Your son is an adult, he works, he earns he's in an adult relationship with his girlfriend. So have an adult conversation with him. Share information about your household budget with him. Show him how much it costs for food. Tell him you need a bigger contribution for rent (even if you save it to help him out with a rental deposit) Show him comparison costs for renting a double room in a flat. Tell him that his rent does not include cleaning, washing, cooking. Ask him for a 6 month plan for what he's going to do - save up and find somewhere of his own, perhaps? IN the meantime set some rules about his girlfriend - maybe 2 overnights stays per week, and no to her being in your home without him.

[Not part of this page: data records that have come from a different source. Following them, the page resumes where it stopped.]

//! # Snapshot Store
//!
//! The key-value seam between the synchronizer and wherever snapshots live.
//!
//! ## Implementations
//! ```text
//! ┌─────────────────────────────────────────────────────────────────────────┐
//! │                     SnapshotStore (trait)                               │
//! │                                                                         │
//! │  DraftSession ──► Arc<dyn SnapshotStore>                                │
//! │                        │                                                │
//! │          ┌─────────────┴──────────────┐                                 │
//! │          ▼                            ▼                                 │
//! │  SnapshotRepository           MemorySnapshotStore                       │
//! │  (tavola-db, SQLite)          (tokio Mutex<HashMap>)                    │
//! │  migrate = one transaction    tests and offline demos                   │
//! └─────────────────────────────────────────────────────────────────────────┘
//! ```
//!
//! Values are whole serialized snapshots: every write replaces the full
//! value, never a field of it.

use async_trait::async_trait;
use std::collections::HashMap;
use tokio::sync::Mutex;

use crate::error::SyncResult;
use tavola_db::SnapshotRepository;

/// Key-value storage for serialized order snapshots.
#[async_trait]
pub trait SnapshotStore: Send + Sync {
    /// Reads the value under `key`.
    async fn load(&self, key: &str) -> SyncResult<Option<String>>;

    /// Writes the full value under `key`.
    async fn save(&self, key: &str, value: &str) -> SyncResult<()>;

    /// Removes `key`; removing a missing key is not an error.
    async fn delete(&self, key: &str) -> SyncResult<()>;

    /// Moves a snapshot from `old_key` to `new_key`, writing `value`.
    ///
    /// The default writes the new key first, so a failure in between leaves
    /// a duplicate rather than nothing.
    async fn migrate(&self, old_key: &str, new_key: &str, value: &str) -> SyncResult<()> {
        self.save(new_key, value).await?;
        if old_key != new_key {
            self.delete(old_key).await?;
        }
        Ok(())
    }
}

// =============================================================================
// SQLite
// =============================================================================

#[async_trait]
impl SnapshotStore for SnapshotRepository {
    async fn load(&self, key: &str) -> SyncResult<Option<String>> {
        Ok(self.get(key).await?)
    }

    async fn save(&self, key: &str, value: &str) -> SyncResult<()> {
        Ok(self.put(key, value).await?)
    }

    async fn delete(&self, key: &str) -> SyncResult<()> {
        SnapshotRepository::delete(self, key).await?;
        Ok(())
    }

    async fn migrate(&self, old_key: &str, new_key: &str, value: &str) -> SyncResult<()> {
        Ok(self.rekey(old_key, new_key, value).await?)
    }
}

// =============================================================================
// In-memory
// =============================================================================

/// Snapshot store held in process memory.
#[derive(Debug, Default)]
pub struct MemorySnapshotStore {
    entries: Mutex<HashMap<String, String>>,
}

impl MemorySnapshotStore {
    pub fn new() -> Self {
        Self::default()
    }

    /// Store pre-filled with one entry.
    pub fn with_entry(key: impl Into<String>, value: impl Into<String>) -> Self {
        let mut entries = HashMap::new();
        entries.insert(key.into(), value.into());
        MemorySnapshotStore {
            entries: Mutex::new(entries),
        }
    }

    /// Keys currently stored, sorted.
    pub async fn keys(&self) -> Vec<String> {
        let mut keys: Vec<String> = self.entries.lock().await.keys().cloned().collect();
        keys.sort();
        keys
    }

    pub async fn len(&self) -> usize {
        self.entries.lock().await.len()
    }

    pub async fn is_empty(&self) -> bool {
        self.entries.lock().await.is_empty()
    }
}

#[async_trait]
impl SnapshotStore for MemorySnapshotStore {
    async fn load(&self, key: &str) -> SyncResult<Option<String>> {
        Ok(self.entries.lock().await.get(key).cloned())
    }

    async fn save(&self, key: &str, value: &str) -> SyncResult<()> {
        self.entries
            .lock()
            .await
            .insert(key.to_string(), value.to_string());
        Ok(())
    }

    async fn delete(&self, key: &str) -> SyncResult<()> {
        self.entries.lock().await.remove(key);
        Ok(())
    }

    async fn migrate(&self, old_key: &str, new_key: &str, value: &str) -> SyncResult<()> {
        // Single lock: no reader sees both keys or neither
        let mut entries = self.entries.lock().await;
        entries.remove(old_key);
        entries.insert(new_key.to_string(), value.to_string());
        Ok(())
    }
}

// =============================================================================
// Unit Tests
// =============================================================================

It isn't so hard for your dh because his space and time are not being eroded in the daytime, like your is, and I guess that he is not the one who is responsible for shopping, cooking etc. But make it clear to dh how stressful you find it, and therefore your ARE setting out some rules. Ask for dh's support on the things that his IS bothered about - what specifically do you want him to do about his room? What are the standards for showing more respect? (agreeing to abide by your rules would be a good start).

I don't know where you live, so know nothing about the affordability of him moving out, but a room in a shared flat is a good lace to start, and it lets your ds and his gf work out for themselves whether being together and living together is really manageable on his wage and her small income.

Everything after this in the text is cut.